There are several different fundamental operations involved in rigging. Perhaps the most basic and widely used is that of lifting. In order to lift a heavy object off the ground, a number of different tools can be used. Most common among these is the jack. A toe jack is one of the simplest forms of this type of tool, and is used by inserting the toe (being a flat metal piece protruding from the bottom of the jack itself) underneath the object to be lifted. Mechanical or hydraulic force is then used to raise the toe. Other types of jacks used for lifting include bottle, inflatable, journal, and screw jacks.

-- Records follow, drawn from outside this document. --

impl SleepCoordinator {
    /// Build a coordinator from validated configuration.
    ///
    /// Starts the async suspend worker when `async_suspend_worker` is set. A
    /// worker that cannot be started is not fatal: transitions then run on
    /// the caller's thread.
    pub fn new(config: &PmConfig, platform: Platform) -> PmResult<Self> {
        config
            .validate()
            .map_err(|e| PmError::Config(e.to_string()))?;
        Logger::set_min_severity(config.severity());
        log_event(Event::BootStart);

        let core = Arc::new(TransitionCore::new(
            config,
            platform.suspend,
            platform.hibernation,
            platform.wakeup,
        ));
        let worker = config
            .async_suspend_worker
            .then(|| SuspendWorker::spawn(Arc::clone(&core)));

        let coordinator = Self::assemble(config, core, worker, platform.freezer);
        let states = coordinator.show_states();
        log_event_with_fields(
            Event::BootComplete,
            &[
                ("async_worker", if coordinator.worker.is_some() { "true" } else { "false" }),
                ("states", states.trim_end()),
            ],
        );
        Ok(coordinator)
    }

    fn assemble(
        config: &PmConfig,
        core: Arc<TransitionCore>,
        worker: Option<PmResult<SuspendWorker>>,
        freezer: Arc<dyn Freezer>,
    ) -> Self {
        let capabilities = Capabilities::from_config(config, &core.registry);
        let mut coordinator = Self {
            core,
            worker: None,
            freezer,
            capabilities,
            fallback_logged: AtomicBool::new(false),
        };
        match worker {
            Some(Ok(worker)) => coordinator.worker = Some(worker),
            Some(Err(e)) => coordinator.log_fallback_once(&e.to_string()),
            None => {}
        }
        coordinator
    }

    fn log_fallback_once(&self, reason: &str) {
        if !self.fallback_logged.swap(true, Ordering::Relaxed) {
            log_event_with_fields(Event::SuspendWorkerUnavailable, &[("reason", reason)]);
        }
    }

    // -------------------------------------------------------------------------
    // state
    // -------------------------------------------------------------------------

    /// Handle a `state` write.
    ///
    /// Runs on the suspend worker when one is available, otherwise on the
    /// calling thread. Either way the result is that of the transition.
    /// A request the worker accepted is never run a second time here.
    pub fn request_transition(&self, input: &[u8]) -> PmResult<usize> {
        let request_id = Uuid::new_v4();
        if let Some(worker) = &self.worker {
            let _opt_out = FreezerOptOut::enter(self.freezer.as_ref());
            self.core.metrics.increment_async_submissions();
            match worker.submit(input, request_id) {
                Ok(result) => return result,
                Err(e) => self.log_fallback_once(&e.to_string()),
            }
        }
        self.core.metrics.increment_sync_fallbacks();
        self.core.enter_state(input, request_id)
    }

    /// Available state labels, space separated and newline terminated.
    pub fn show_states(&self) -> String {
        self.core.registry.show()
    }

    /// State currently being entered; `On` when idle.
    pub fn current_state(&self) -> SleepState {
        self.core.lock.current_state()
    }

    /// Whether a transition currently holds the sleep lock.
    pub fn transition_in_progress(&self) -> bool {
        self.core.lock.is_held()
    }

    pub fn registry(&self) -> &StateRegistry {
        &self.core.registry
    }

    // -------------------------------------------------------------------------
    // wakeup_count
    // -------------------------------------------------------------------------

    /// Read the wakeup counter, waiting for in-flight events to settle.
    pub fn read_wakeup_count(&self) -> PmResult<u64> {
        self.core.wakeup.snapshot(true).map_err(|e| {
            let active = self.core.wakeup.active_sources().join(",");
            log_event_with_fields(Event::WakeupCountInterrupted, &[("active_sources", &active)]);
            e
        })
    }

    /// Commit `candidate` as the wakeup-count baseline.
    ///
    /// Refused with `Busy` while autosleep is enabled. Fails with `RaceLost`
    /// if a wakeup event happened since `candidate` was read.
    pub fn save_wakeup_count(&self, candidate: u64) -> PmResult<()> {
        let state = self.core.lock.state();
        if state.autosleep.is_enabled() {
            return Err(PmError::Busy);
        }
        if self.core.wakeup.try_save(candidate) {
            drop(state);
            log_event_with_fields(
                Event::WakeupCountSaved,
                &[("count", &candidate.to_string())],
            );
            return Ok(());
        }
        drop(state);

        self.core.metrics.increment_wakeup_races_lost();
        let live = self.core.wakeup.live_count();
        let active_sources = self.core.wakeup.active_sources();
        log_event_with_fields(
            Event::WakeupCountRaceLost,
            &[
                ("active_sources", &active_sources.join(",")),
                ("candidate", &candidate.to_string()),
                ("live", &live.to_string()),
            ],
        );
        Err(PmError::RaceLost {
            candidate,
            live,
            active_sources,
        })
    }

    /// Committed wakeup-count baseline, if any.
    pub fn saved_wakeup_count(&self) -> Option<u64> {
        self.core.wakeup.saved()
    }

    // -------------------------------------------------------------------------
    // autosleep
    // -------------------------------------------------------------------------

    /// Set or clear the autosleep target.
    pub fn set_autosleep(&self, input: &[u8]) -> PmResult<SleepState> {
        let request = decode_autosleep(&self.core.registry, input)?;
        let target = self.core.lock.state().autosleep.set(request)?;
        log_event_with_fields(Event::AutosleepTargetSet, &[("target", &target.to_string())]);
        Ok(target)
    }

    pub fn show_autosleep(&self) -> String {
        let autosleep = self.core.lock.state().autosleep;
        autosleep.show(&self.core.registry)
    }

    /// One iteration of the autosleep policy loop.
    ///
    /// Wakelocks and wakeup events defer the attempt; otherwise the target
    /// is entered exactly as a `state` write would enter it, on the calling
    /// thread.
    pub fn autosleep_attempt(&self) -> PmResult<AutosleepOutcome> {
        self.core.metrics.increment_autosleep_attempts();
        if !self.core.lock.state().autosleep.is_enabled() {
            return Ok(AutosleepOutcome::Disabled);
        }

        let held = self.core.wakelocks.active();
        if !held.is_empty() {
            log_event_with_fields(
                Event::AutosleepDeferred,
                &[("reason", "wakelocks"), ("wakelocks", &held.join(","))],
            );
            return Ok(AutosleepOutcome::BlockedByWakelocks(held));
        }

        let count = match self.core.wakeup.snapshot(false) {
            Ok(count) => count,
            Err(_) => {
                log_event_with_fields(Event::AutosleepDeferred, &[("reason", "wakeup_in_progress")]);
                return Ok(AutosleepOutcome::WakeupPending);
            }
        };
        if !self.core.wakeup.try_save(count) {
            log_event_with_fields(Event::AutosleepDeferred, &[("reason", "wakeup_raced")]);
            return Ok(AutosleepOutcome::WakeupPending);
        }

        let guard = self.core.lock.acquire()?;
        let target = guard.autosleep_target();
        if !target.is_sleep() {
            return Ok(AutosleepOutcome::Disabled);
        }
        if !self.core.registry.is_available(target) {
            return Err(PmError::invalid(format!(
                "autosleep target '{}' is no longer available",
                target
            )));
        }
        self.core.dispatch(&guard, target, Uuid::new_v4())?;
        Ok(AutosleepOutcome::Entered(target))
    }

    // -------------------------------------------------------------------------
    // wakelocks
    // -------------------------------------------------------------------------

    pub fn acquire_wakelock(&self, input: &[u8]) -> PmResult<()> {
        let request = WakelockRequest::parse(input)?;
        self.core.wakelocks.acquire(&request);
        let timeout = request
            .timeout
            .map(|t| t.as_nanos().to_string())
            .unwrap_or_else(|| "none".to_string());
        log_event_with_fields(
            Event::WakelockAcquired,
            &[("name", &request.name), ("timeout_ns", &timeout)],
        );
        Ok(())
    }

    pub fn release_wakelock(&self, input: &[u8]) -> PmResult<()> {
        let request = WakelockRequest::parse(input)?;
        self.core.wakelocks.release(&request.name)?;
        log_event_with_fields(Event::WakelockReleased, &[("name", &request.name)]);
        Ok(())
    }

    /// Active wakelock names, sorted.
    pub fn active_wakelocks(&self) -> Vec<String> {
        self.core.wakelocks.active()
    }

    /// Released or expired wakelock names, sorted.
    pub fn inactive_wakelocks(&self) -> Vec<String> {
        self.core.wakelocks.inactive()
    }

    // -------------------------------------------------------------------------
    // debug knobs
    // -------------------------------------------------------------------------

    pub fn test_level(&self) -> TestLevel {
        self.core.lock.state().test_level
    }

    pub fn set_test_level(&self, level: TestLevel) {
        self.core.lock.state().test_level = level;
        log_event_with_fields(Event::PmTestLevelSet, &[("level", level.name())]);
    }

    pub fn pm_async(&self) -> bool {
        self.core.pm_async.load(Ordering::Relaxed)
    }

    pub fn set_pm_async(&self, enabled: bool) {
        self.core.pm_async.store(enabled, Ordering::Relaxed);
    }

    pub fn pm_trace(&self) -> bool {
        self.core.pm_trace.load(Ordering::Relaxed)
    }

    /// Device named by the last failure recorded while `pm_trace` was on.
    pub fn pm_trace_dev_match(&self) -> Option<String> {
        self.core.trace_match().clone()
    }

    pub fn set_pm_trace(&self, enabled: bool) {
        self.core.pm_trace.store(enabled, Ordering::Relaxed);
        if enabled {
            log_event(Event::PmTraceEnabled);
        }
    }

    pub fn freeze_timeout_ms(&self) -> u32 {
        self.core.freeze_timeout_ms.load(Ordering::Relaxed)
    }

    pub fn set_freeze_timeout_ms(&self, timeout_ms: u32) {
        self.core.freeze_timeout_ms.store(timeout_ms, Ordering::Relaxed);
    }

    // -------------------------------------------------------------------------
    // diagnostics
    // -------------------------------------------------------------------------

    pub fn notifiers(&self) -> &NotifierChain {
        &self.core.notifiers
    }

    /// `suspend_stats` text report.
    pub fn stats_report(&self) -> String {
        self.core.stats().render()
    }

    pub fn stats_snapshot(&self) -> SuspendStatsSnapshot {
        self.core.stats().snapshot()
    }

    pub fn metrics(&self) -> &MetricsRegistry {
        &self.core.metrics
    }

    pub fn metrics_snapshot(&self) -> MetricsSnapshot {
        self.core.metrics.snapshot()
    }

    pub fn capabilities(&self) -> Capabilities {
        self.capabilities
    }

    /// Whether transitions run on the dedicated worker.
    pub fn uses_worker(&self) -> bool {
        self.worker.is_some()
    }
}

Rather than lifting from the bottom, sometimes it can be preferable to hoist heavy objects from the top, particularly if they need to be raised to another level of construction. Chain hoisting is a common technique used in this process, and utilizes a pulley system to distribute force. For heavier loads, lever hoists can also be used to allow for more lifting power.
Other important processes involved in rigging are those of pushing and pulling heavy objects from place to place. Dollies are wheeled platforms that are often used for this task. Objects can be placed on top of the dolly’s load bed before being moved freely on wheels, rollers, or skates. Different types of dollies are suitable for different kinds of loads, and also vary depending on the required range of movement, so knowing how to select the right type of tool is an essential part of the rigging engineer’s job. Dollies (or other wheeled objects) can also be attached to moving machinery by means of chains, hooks, shackles, and couplings, and towed to a new location.
For large-scale projects, more heavy-duty equipment such as forklifts, twinlifts, cranes, and risers perform many of the tasks essential to the rigging process. Cranes in particular are well-used in a variety of construction projects, as they are capable of lifting weights of several tons to great heights.
Rigging can also involve installing anchors and harnesses to allow workmen to rappel down the side of a building, as well as the securing of structures such as cell phone towers and scaffolding by means of ropes, wire, or chains.